Kaplan began working with the Variety (Children’s Charity) in 1998 when he secured their first celebrity spokesperson, Irving Fryar; he went on to secure Jon Runyan as a celebrity spokesperson in 2000. He has since contracted celebrity bartenders and various celebrity spokespersons for the Variety (Children’s Charity). In November 2009, Kaplan helped create the Celebrity Bowling Classic; the evening was hosted by Ryan Madson and Brent Celek and raised five figures for the charity.

In 2001, Kaplan ran the Allen Iverson Summer Classic Celebrity Softball Game. Kaplan also secured corporate sponsors and celebrity spokespersons for the event, including Kevin Garnett and Stephon Marbury.

Kaplan secured celebrity guests to attend the Camden Aquarium’s grand opening gala in 1992.

Kaplan secured a major donor to fund the creation of a new treatment room for the Children’s Hospital of Philadelphia (CHOP). Kaplan has also brought six different athletes into CHOP to in bring gifts, and talk to the children.  In 2008, Kaplan also orchestrated an event with Liscio’s Bakery where people could take a picture with the World Series trophy for donations to CHOP.

Kaplan was the Director of Marketing for the Irving Fryar Foundation from 1997-1999. During his time there he ran the charity golf event which raised six figures for the organization. He also orchestrated three cigar dinner fundraisers which raised a total of five figures for the organization.

Kaplan was also the Director of Marketing for the Jerome Brown Foundation. Kaplan was event coordinator for all fundraising dinners hosted by the charity; he also secured celebrities to attend the events. Kaplan helped the charity raise $200,000 during his time with them.

Kaplan produced a Public Service Announcement campaign for S.C.A.N. (Stop Child Abuse Now). Kaplan also secured corporate sponsorship and celebrity spokesperson, Irving Fryar, for S.C.A.N.

Events

Kaplan has secured celebrity spokespersons and/or corporate sponsors for charity events such as the Great Chef Event, Bowl with the Birds, the LPGA ShopRite Classic, Runyan’s Score for the Cure, and the Jimmy Rollins Family Foundations’ events One Night in Harlem, Havana Nights, and A Night in Paris.
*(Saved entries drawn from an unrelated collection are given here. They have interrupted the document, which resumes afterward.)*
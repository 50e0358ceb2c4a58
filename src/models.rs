//! Core data models used throughout lexchunk.
//!
//! These types represent the documents, extraction results, chunks, and
//! per-run accounting that flow through the normalization pipeline.

use std::path::{Path, PathBuf};

use chrono::{DateTime, Utc};
use serde::Serialize;
use serde_json::{Map, Value};

/// Container format of a source document, derived from its extension.
#[derive(Debug, Clone, Copy, PartialEq, Eq, Serialize)]
#[serde(rename_all = "snake_case")]
pub enum DocumentKind {
    Pdf,
    StatuteJson,
    StatuteXml,
}

impl DocumentKind {
    pub fn from_path(path: &Path) -> Option<Self> {
        let ext = path.extension()?.to_str()?.to_ascii_lowercase();
        match ext.as_str() {
            "pdf" => Some(DocumentKind::Pdf),
            "json" => Some(DocumentKind::StatuteJson),
            "xml" => Some(DocumentKind::StatuteXml),
            _ => None,
        }
    }

    pub fn as_str(&self) -> &'static str {
        match self {
            DocumentKind::Pdf => "pdf",
            DocumentKind::StatuteJson => "statute_json",
            DocumentKind::StatuteXml => "statute_xml",
        }
    }
}

/// A filesystem-resident input artifact. Read-only.
#[derive(Debug, Clone)]
pub struct SourceDocument {
    pub path: PathBuf,
    pub name: String,
    pub kind: Option<DocumentKind>,
}

impl SourceDocument {
    pub fn from_path(path: impl Into<PathBuf>) -> Self {
        let path = path.into();
        let name = path
            .file_name()
            .map(|n| n.to_string_lossy().to_string())
            .unwrap_or_else(|| path.display().to_string());
        let kind = DocumentKind::from_path(&path);
        Self { path, name, kind }
    }
}

/// Output of the extraction layer.
///
/// `raw_text` is `None` when neither the native text layer nor OCR produced
/// any usable text. It is never `Some("")`.
#[derive(Debug, Clone, PartialEq)]
pub struct ExtractionResult {
    pub raw_text: Option<String>,
    pub used_fallback: bool,
}

/// A chunk of a document's cleaned text.
#[derive(Debug, Clone, PartialEq, Serialize)]
pub struct Chunk {
    pub text: String,
    pub char_count: usize,
    pub word_count: usize,
    pub chunk_index: usize,
    pub section_title: Option<String>,
    pub section_index: Option<usize>,
    pub is_section_derived: bool,
    pub hash: String,
    pub metadata: Map<String, Value>,
}

/// Why a document ended in `recorded_failure`.
#[derive(Debug, Clone, Copy, PartialEq, Eq, Serialize)]
#[serde(rename_all = "snake_case")]
pub enum FailureKind {
    Structural,
    ExtractionMiss,
    Ocr,
    Chunking,
    Io,
}

impl FailureKind {
    pub fn as_str(&self) -> &'static str {
        match self {
            FailureKind::Structural => "structural",
            FailureKind::ExtractionMiss => "extraction_miss",
            FailureKind::Ocr => "ocr",
            FailureKind::Chunking => "chunking",
            FailureKind::Io => "io",
        }
    }
}

/// Result of processing one [`SourceDocument`].
///
/// Either `success` with at least one chunk, or not `success` with an
/// `error`. Build it through [`ProcessingRecord::succeeded`] or
/// [`ProcessingRecord::failed`].
#[derive(Debug, Clone)]
pub struct ProcessingRecord {
    pub file_name: String,
    pub success: bool,
    pub chunks: Vec<Chunk>,
    pub error: Option<String>,
    pub failure: Option<FailureKind>,
    pub used_ocr: bool,
    pub metadata: Map<String, Value>,
}

impl ProcessingRecord {
    /// Successful record. An empty chunk list is downgraded to a chunking
    /// failure so a document never counts as a silent success.
    pub fn succeeded(
        file_name: &str,
        chunks: Vec<Chunk>,
        used_ocr: bool,
        metadata: Map<String, Value>,
    ) -> Self {
        if chunks.is_empty() {
            return Self::failed(
                file_name,
                FailureKind::Chunking,
                "Chunking produced no chunks",
                used_ocr,
            );
        }
        Self {
            file_name: file_name.to_string(),
            success: true,
            chunks,
            error: None,
            failure: None,
            used_ocr,
            metadata,
        }
    }

    pub fn failed(
        file_name: &str,
        kind: FailureKind,
        error: impl Into<String>,
        used_ocr: bool,
    ) -> Self {
        Self {
            file_name: file_name.to_string(),
            success: false,
            chunks: Vec::new(),
            error: Some(error.into()),
            failure: Some(kind),
            used_ocr,
            metadata: Map::new(),
        }
    }
}

/// Cumulative counters for one pass over a document collection.
#[derive(Debug, Clone, Serialize)]
pub struct PipelineRun {
    pub pillar: String,
    pub total_files: usize,
    pub processed: usize,
    pub good_files: usize,
    pub bad_files: usize,
    pub total_chunks: usize,
    pub ocr_files: usize,
    pub error_list: Vec<(String, String)>,
    pub started_at: DateTime<Utc>,
    pub finished_at: Option<DateTime<Utc>>,
}

impl PipelineRun {
    pub fn new(pillar: &str, total_files: usize) -> Self {
        Self {
            pillar: pillar.to_string(),
            total_files,
            processed: 0,
            good_files: 0,
            bad_files: 0,
            total_chunks: 0,
            ocr_files: 0,
            error_list: Vec::new(),
            started_at: Utc::now(),
            finished_at: None,
        }
    }

    pub fn record_success(&mut self, chunks: usize, used_ocr: bool) {
        self.processed += 1;
        self.good_files += 1;
        self.total_chunks += chunks;
        if used_ocr {
            self.ocr_files += 1;
        }
    }

    pub fn record_failure(&mut self, file_name: &str, error: &str, used_ocr: bool) {
        self.processed += 1;
        self.bad_files += 1;
        if used_ocr {
            self.ocr_files += 1;
        }
        self.error_list
            .push((file_name.to_string(), error.to_string()));
    }

    pub fn finish(&mut self) {
        self.finished_at = Some(Utc::now());
    }
}

/// One JSONL line written to the output sink.
#[derive(Debug, Clone, Serialize)]
pub struct OutputRecord {
    pub text: String,
    pub metadata: Map<String, Value>,
}

impl OutputRecord {
    pub fn from_chunk(chunk: &Chunk, file_name: &str, pillar: &str, used_ocr: bool) -> Self {
        let mut metadata = chunk.metadata.clone();
        metadata.insert("source_file".into(), Value::from(file_name));
        metadata.insert("chunk_id".into(), Value::from(chunk.chunk_index));
        metadata.insert("pillar".into(), Value::from(pillar));
        metadata.insert("used_ocr".into(), Value::from(used_ocr));
        metadata.insert("char_count".into(), Value::from(chunk.char_count));
        metadata.insert("word_count".into(), Value::from(chunk.word_count));
        metadata.insert("hash".into(), Value::from(chunk.hash.as_str()));
        metadata.insert(
            "is_section_derived".into(),
            Value::from(chunk.is_section_derived),
        );
        if let Some(title) = &chunk.section_title {
            metadata.insert("section_title".into(), Value::from(title.as_str()));
        }
        if let Some(idx) = chunk.section_index {
            metadata.insert("section_index".into(), Value::from(idx));
        }
        Self {
            text: chunk.text.clone(),
            metadata,
        }
    }
}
Kaplan has worked with the Great Chefs Event for the past five years. In addition to promoting, coordinating, and securing corporate sponsors and celebrity spokespersons, Kaplan has produced promotional video’s covering the event the past two years. In 2012 the Great Chefs Event raised one million dollars, and in 2013 the event raised $1.1 million.

For Bowl with the Birds, Kaplan selected the charity which would benefit from the event; benefactors have included the Jeremiah Trotter Foundation, the Brian Mitchell Foundation, The Prostate Cancer Foundation, the Alzheimer’s Association, and Variety (Children’s Charity).

Kaplan was responsible for raising over $500,000 in his five years as Event Chairman of Jon Runyan’s Score for the Cure as event Chairman. Kaplan secured benefactors for the event such as the Prostate Cancer Foundation, the Cancer Institute of New Jersey, and the Kimmel Cancer Center.